DATA:
------------------------------------------------------------
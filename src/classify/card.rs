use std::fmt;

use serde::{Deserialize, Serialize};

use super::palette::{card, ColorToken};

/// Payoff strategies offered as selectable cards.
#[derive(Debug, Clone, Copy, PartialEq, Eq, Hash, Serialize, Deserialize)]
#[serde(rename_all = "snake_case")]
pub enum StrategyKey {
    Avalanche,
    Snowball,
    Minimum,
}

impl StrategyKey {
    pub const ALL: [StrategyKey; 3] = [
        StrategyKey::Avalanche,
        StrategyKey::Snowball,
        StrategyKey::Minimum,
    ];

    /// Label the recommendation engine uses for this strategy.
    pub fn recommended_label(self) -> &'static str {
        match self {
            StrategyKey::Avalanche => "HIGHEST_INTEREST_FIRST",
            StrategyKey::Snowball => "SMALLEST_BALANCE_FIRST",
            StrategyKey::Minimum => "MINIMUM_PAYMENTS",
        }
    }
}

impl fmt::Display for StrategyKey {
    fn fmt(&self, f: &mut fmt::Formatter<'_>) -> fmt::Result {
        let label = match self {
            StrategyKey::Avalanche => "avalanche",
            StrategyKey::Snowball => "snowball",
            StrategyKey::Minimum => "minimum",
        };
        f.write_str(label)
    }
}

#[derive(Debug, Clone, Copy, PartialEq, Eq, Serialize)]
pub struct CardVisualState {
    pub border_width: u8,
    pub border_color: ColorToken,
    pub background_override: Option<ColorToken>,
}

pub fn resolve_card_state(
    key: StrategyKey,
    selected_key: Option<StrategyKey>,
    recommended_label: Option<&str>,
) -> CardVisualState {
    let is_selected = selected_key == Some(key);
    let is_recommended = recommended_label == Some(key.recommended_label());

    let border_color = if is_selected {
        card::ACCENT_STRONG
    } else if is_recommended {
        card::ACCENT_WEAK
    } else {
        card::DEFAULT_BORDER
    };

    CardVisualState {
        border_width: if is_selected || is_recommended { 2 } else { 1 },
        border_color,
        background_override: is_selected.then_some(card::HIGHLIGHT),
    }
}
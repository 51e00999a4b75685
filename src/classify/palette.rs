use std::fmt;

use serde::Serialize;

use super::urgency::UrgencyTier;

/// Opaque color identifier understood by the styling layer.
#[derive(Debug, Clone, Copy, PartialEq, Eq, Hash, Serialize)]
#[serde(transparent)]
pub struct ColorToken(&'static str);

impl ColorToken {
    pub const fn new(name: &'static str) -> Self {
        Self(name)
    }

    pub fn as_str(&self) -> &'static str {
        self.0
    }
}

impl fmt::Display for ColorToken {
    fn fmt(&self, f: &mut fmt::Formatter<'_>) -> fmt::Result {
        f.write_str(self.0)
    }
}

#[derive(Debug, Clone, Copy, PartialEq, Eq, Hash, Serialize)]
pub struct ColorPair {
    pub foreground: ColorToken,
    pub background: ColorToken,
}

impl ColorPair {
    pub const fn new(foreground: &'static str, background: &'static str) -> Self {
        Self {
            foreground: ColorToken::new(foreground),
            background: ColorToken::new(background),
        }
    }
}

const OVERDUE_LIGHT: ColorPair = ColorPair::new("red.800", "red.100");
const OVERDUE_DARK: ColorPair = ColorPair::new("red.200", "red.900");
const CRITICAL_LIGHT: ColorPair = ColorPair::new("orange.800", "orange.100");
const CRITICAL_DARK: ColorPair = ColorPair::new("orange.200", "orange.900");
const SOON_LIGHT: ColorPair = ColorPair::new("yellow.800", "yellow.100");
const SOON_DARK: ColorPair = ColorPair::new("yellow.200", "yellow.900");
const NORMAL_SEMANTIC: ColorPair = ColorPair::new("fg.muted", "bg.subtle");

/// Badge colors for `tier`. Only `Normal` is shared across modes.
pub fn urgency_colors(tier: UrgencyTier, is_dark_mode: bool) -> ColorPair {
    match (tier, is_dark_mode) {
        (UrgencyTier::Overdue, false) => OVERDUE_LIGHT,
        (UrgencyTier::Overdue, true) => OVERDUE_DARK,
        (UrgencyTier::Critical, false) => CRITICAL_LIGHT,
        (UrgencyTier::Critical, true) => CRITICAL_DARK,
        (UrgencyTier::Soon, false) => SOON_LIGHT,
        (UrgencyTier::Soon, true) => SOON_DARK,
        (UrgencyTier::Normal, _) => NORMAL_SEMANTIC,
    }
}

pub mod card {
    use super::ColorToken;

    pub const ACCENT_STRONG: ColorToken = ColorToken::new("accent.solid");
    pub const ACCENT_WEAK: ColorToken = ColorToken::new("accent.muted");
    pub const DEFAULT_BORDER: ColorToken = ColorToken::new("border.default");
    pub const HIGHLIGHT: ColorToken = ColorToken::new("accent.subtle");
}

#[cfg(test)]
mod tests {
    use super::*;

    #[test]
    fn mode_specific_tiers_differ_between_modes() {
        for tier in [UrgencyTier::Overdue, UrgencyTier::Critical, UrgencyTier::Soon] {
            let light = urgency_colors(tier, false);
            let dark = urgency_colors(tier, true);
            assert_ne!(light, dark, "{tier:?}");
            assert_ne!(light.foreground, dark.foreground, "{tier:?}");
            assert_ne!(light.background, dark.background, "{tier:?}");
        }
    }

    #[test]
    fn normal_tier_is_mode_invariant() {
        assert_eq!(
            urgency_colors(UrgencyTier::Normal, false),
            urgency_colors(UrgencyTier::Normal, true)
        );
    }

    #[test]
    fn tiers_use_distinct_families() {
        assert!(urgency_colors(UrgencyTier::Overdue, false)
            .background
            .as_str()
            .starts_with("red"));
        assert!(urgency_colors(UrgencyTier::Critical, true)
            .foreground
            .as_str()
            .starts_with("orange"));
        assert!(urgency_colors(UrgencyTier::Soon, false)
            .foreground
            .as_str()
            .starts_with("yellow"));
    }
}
------------------------------------------------------------
DIRECTIONS: Please transcribe exactly the lines above from the line that has "const OVERDUE_DARK: ColorPair" up to and including the line that has "pub const ACCENT_STRONG: ColorToken"; no other line belongs in the answer.

RESULT:
const OVERDUE_DARK: ColorPair = ColorPair::new("red.200", "red.900");
const CRITICAL_LIGHT: ColorPair = ColorPair::new("orange.800", "orange.100");
const CRITICAL_DARK: ColorPair = ColorPair::new("orange.200", "orange.900");
const SOON_LIGHT: ColorPair = ColorPair::new("yellow.800", "yellow.100");
const SOON_DARK: ColorPair = ColorPair::new("yellow.200", "yellow.900");
const NORMAL_SEMANTIC: ColorPair = ColorPair::new("fg.muted", "bg.subtle");

/// Badge colors for `tier`. Only `Normal` is shared across modes.
pub fn urgency_colors(tier: UrgencyTier, is_dark_mode: bool) -> ColorPair {
    match (tier, is_dark_mode) {
        (UrgencyTier::Overdue, false) => OVERDUE_LIGHT,
        (UrgencyTier::Overdue, true) => OVERDUE_DARK,
        (UrgencyTier::Critical, false) => CRITICAL_LIGHT,
        (UrgencyTier::Critical, true) => CRITICAL_DARK,
        (UrgencyTier::Soon, false) => SOON_LIGHT,
        (UrgencyTier::Soon, true) => SOON_DARK,
        (UrgencyTier::Normal, _) => NORMAL_SEMANTIC,
    }
}

pub mod card {
    use super::ColorToken;

    pub const ACCENT_STRONG: ColorToken = ColorToken::new("accent.solid");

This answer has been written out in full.